Were the emotions surrounding these questions as intense as one might imagine? "Well, yeah, but remarkably less so than they might have been elsewhere," says Stollar with a shrug and a faint smile, leaning back in his chair, hands clasped behind his head. In that moment, his equable temper is fully on display, and it occurs to a visitor just how fine a moderator he must have been during those years of buffeting, swirling committee talk.

Stollar's fields of interest as a scientist bridge the biochemistry and immunology of nucleic acids and nucleoproteins; autoimmune disease, with a particular interest in lupus; immunoglobin gene expression; recombinant immunoglobin fragments and catalytic antibodies. Among his proudest accomplishments, Stollar says, is having maintained a steadily funded research program at Tufts for 37 years. Over the course of his tenure at the medical school, owing in part to his own work in the lab, he has watched lupus become an increasingly manageable disease with significantly improved survival rates.

His department's ability to recruit and retain superb faculty across a 17-year span also gives him a measure of satisfaction. "More than half of the current faculty in the department have come here since 1986," he says, "and all those who have reached eligibility for tenure have received it." Stollar is equally proud of having trained 19 Ph.D. students and 19 postdoctoral fellows in his lab, widely recognized as one of the premier labs for the study of nucleic acids and immunology.

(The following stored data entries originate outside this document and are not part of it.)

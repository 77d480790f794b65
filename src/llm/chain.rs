//! Execution modes and the chain selector.
//!
//! A chain is the ordered list of backend ids to try for a given execution
//! mode. Selection is pure and total: every mode resolves to a non-empty
//! chain, with unmapped (or empty-mapped) modes falling back to the default
//! chain. Ordering encodes mode priorities: direct answers go cheapest-first,
//! research goes quality-first, code generation goes reliability-first.

use serde::{Deserialize, Serialize};
use std::collections::HashMap;

/// What kind of work the caller is asking for. Drives chain ordering only;
/// the executor treats every mode identically once the chain is resolved.
#[derive(Debug, Clone, Copy, PartialEq, Eq, Hash, Serialize, Deserialize)]
#[serde(rename_all = "snake_case")]
pub enum ExecutionMode {
    /// Short factual replies; cheapest/fastest backend first.
    DirectAnswer,
    /// Output quality matters more than latency; strongest backend first.
    Research,
    /// Correctness-sensitive generation; most reliable backend first.
    CodeGeneration,
}

/// Mapping from execution modes to ordered backend chains.
///
/// Supplied at executor construction. Derives serde so the owning process can
/// load it from TOML (or any other config source); this crate defines no file
/// format of its own.
#[derive(Debug, Clone, Serialize, Deserialize)]
pub struct ChainConfig {
    /// Per-mode chains. A missing or empty entry falls back to `default_chain`.
    #[serde(default)]
    pub chains: HashMap<ExecutionMode, Vec<String>>,
    /// Chain used for modes without a (non-empty) mapping. Must be non-empty.
    pub default_chain: Vec<String>,
}

impl ChainConfig {
    /// Ordered backend ids to try for `mode`. Pure and total: never empty as
    /// long as the config passed [`ChainConfig::validate`].
    pub fn chain_for(&self, mode: ExecutionMode) -> &[String] {
        match self.chains.get(&mode) {
            Some(chain) if !chain.is_empty() => chain,
            _ => &self.default_chain,
        }
    }

    /// Reject configurations that could produce an empty chain.
    pub fn validate(&self) -> Result<(), InvalidChainConfig> {
        if self.default_chain.is_empty() {
            return Err(InvalidChainConfig::EmptyDefaultChain);
        }
        Ok(())
    }
}

impl Default for ChainConfig {
    fn default() -> Self {
        let mut chains = HashMap::new();
        chains.insert(
            ExecutionMode::DirectAnswer,
            vec![
                "claude-haiku".to_string(),
                "gpt-mini".to_string(),
                "claude-sonnet".to_string(),
            ],
        );
        chains.insert(
            ExecutionMode::Research,
            vec![
                "claude-opus".to_string(),
                "gpt".to_string(),
                "claude-sonnet".to_string(),
            ],
        );
        chains.insert(
            ExecutionMode::CodeGeneration,
            vec![
                "claude-sonnet".to_string(),
                "gpt".to_string(),
                "claude-haiku".to_string(),
            ],
        );
        Self {
            chains,
            default_chain: vec!["claude-sonnet".to_string(), "gpt".to_string()],
        }
    }
}

/// Configuration errors caught at executor construction.
#[derive(Debug, Clone, PartialEq, Eq, thiserror::Error)]
pub enum InvalidChainConfig {
    #[error("default chain must contain at least one backend id")]
    EmptyDefaultChain,
}

#[cfg(test)]
mod tests {
    use super::*;

    #[test]
    fn every_mode_resolves_to_a_non_empty_chain() {
        let config = ChainConfig::default();
        config.validate().unwrap();
        for mode in [
            ExecutionMode::DirectAnswer,
            ExecutionMode::Research,
            ExecutionMode::CodeGeneration,
        ] {
            assert!(!config.chain_for(mode).is_empty());
        }
    }

    #[test]
    fn unmapped_mode_falls_back_to_default_chain() {
        let config = ChainConfig {
            chains: HashMap::new(),
            default_chain: vec!["fallback-backend".to_string()],
        };
        assert_eq!(
            config.chain_for(ExecutionMode::Research),
            ["fallback-backend".to_string()]
        );
    }

    #[test]
    fn empty_mapped_chain_falls_back_to_default_chain() {
        let mut chains = HashMap::new();
        chains.insert(ExecutionMode::DirectAnswer, Vec::new());
        let config = ChainConfig {
            chains,
            default_chain: vec!["fallback-backend".to_string()],
        };
        assert_eq!(
            config.chain_for(ExecutionMode::DirectAnswer),
            ["fallback-backend".to_string()]
        );
    }

    #[test]
    fn empty_default_chain_is_rejected() {
        let config = ChainConfig {
            chains: HashMap::new(),
            default_chain: Vec::new(),
        };
        assert_eq!(
            config.validate(),
            Err(InvalidChainConfig::EmptyDefaultChain)
        );
    }

    #[test]
    fn chain_config_loads_from_toml() {
        let config: ChainConfig = toml::from_str(
            r#"
            default_chain = ["primary", "backup"]

            [chains]
            research = ["strong", "primary"]
            code_generation = ["steady"]
        "#,
        )
        .unwrap();

        config.validate().unwrap();
        assert_eq!(
            config.chain_for(ExecutionMode::Research),
            ["strong".to_string(), "primary".to_string()]
        );
        assert_eq!(
            config.chain_for(ExecutionMode::CodeGeneration),
            ["steady".to_string()]
        );
        // direct_answer unmapped: default chain applies.
        assert_eq!(
            config.chain_for(ExecutionMode::DirectAnswer),
            ["primary".to_string(), "backup".to_string()]
        );
    }
}
use serde::{Deserialize, Serialize};
use std::time::Duration;

/// Successful result of a single backend invocation.
///
/// Adapters must only construct this for genuinely successful generations;
/// error conditions are expressed through [`GenerateError`]. A response that
/// merely *looks* like an error text is caught later by the classifier's
/// contract-violation check, not here.
#[derive(Debug, Clone, Serialize, Deserialize)]
pub struct GenerateOutput {
    /// The generated response text.
    pub text: String,
    /// Model identifier the backend actually resolved to for this call.
    pub model_name: String,
    /// Token/cost accounting, when the backend reports it.
    pub token_usage: Option<TokenUsage>,
}

/// Token usage statistics reported by a backend.
#[derive(Debug, Clone, Serialize, Deserialize)]
pub struct TokenUsage {
    pub input_tokens: u64,
    pub output_tokens: u64,
    pub total_tokens: u64,
    pub estimated_cost: f64,
}

/// Closed set of failures an adapter is allowed to raise.
///
/// This is the entire adapter failure surface: a timeout, an infrastructure
/// fault with a machine-readable code, or a terminal rejection of the request
/// content itself. Anything an adapter cannot express here (a panic, an
/// error disguised as response text) is handled by the executor and
/// classifier, never by widening this enum.
#[derive(Debug, Clone, thiserror::Error)]
pub enum GenerateError {
    /// The backend did not answer within the allotted time.
    #[error("backend timed out after {0:?}")]
    Timeout(Duration),

    /// Infrastructure fault: rate limit, 5xx, network, auth, quota.
    ///
    /// `code` is machine-readable (e.g. `"429"`, `"503"`, `"quota_exceeded"`)
    /// and drives rate-limit backoff in the executor.
    #[error("provider failure ({code}): {message}")]
    Provider { code: String, message: String },

    /// The *content* of the request was rejected (safety/policy block).
    ///
    /// Never retried against another backend.
    #[error("request rejected by backend: {0}")]
    Terminal(String),
}

impl GenerateError {
    /// Convenience constructor for provider failures.
    pub fn provider(code: impl Into<String>, message: impl Into<String>) -> Self {
        Self::Provider {
            code: code.into(),
            message: message.into(),
        }
    }
}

Seventeen years is a long time to be in charge of anything on a campus. Stollar, pragmatic to the core, sees the passing of the departmental reins as a natural and fitting transition. He has reached the tender age of 65 years and firmly believes that any future recruitment for the department should be handled by someone "who will be around long enough to act as a mentor" to the people hired.

The routine budgetary matters, the fretting over physical plant issues, the preparation of the annual reportÑthese responsibilities Stollar won't mind passing along to the next person. At least he can do so with a smile. "The department is in good hands and in good shape," he says. "I am comfortable that it will continue to run and do well."

Professor of Biochemistry Brian Schaffhausen assumed chairmanship of the biochemistry department on October 1.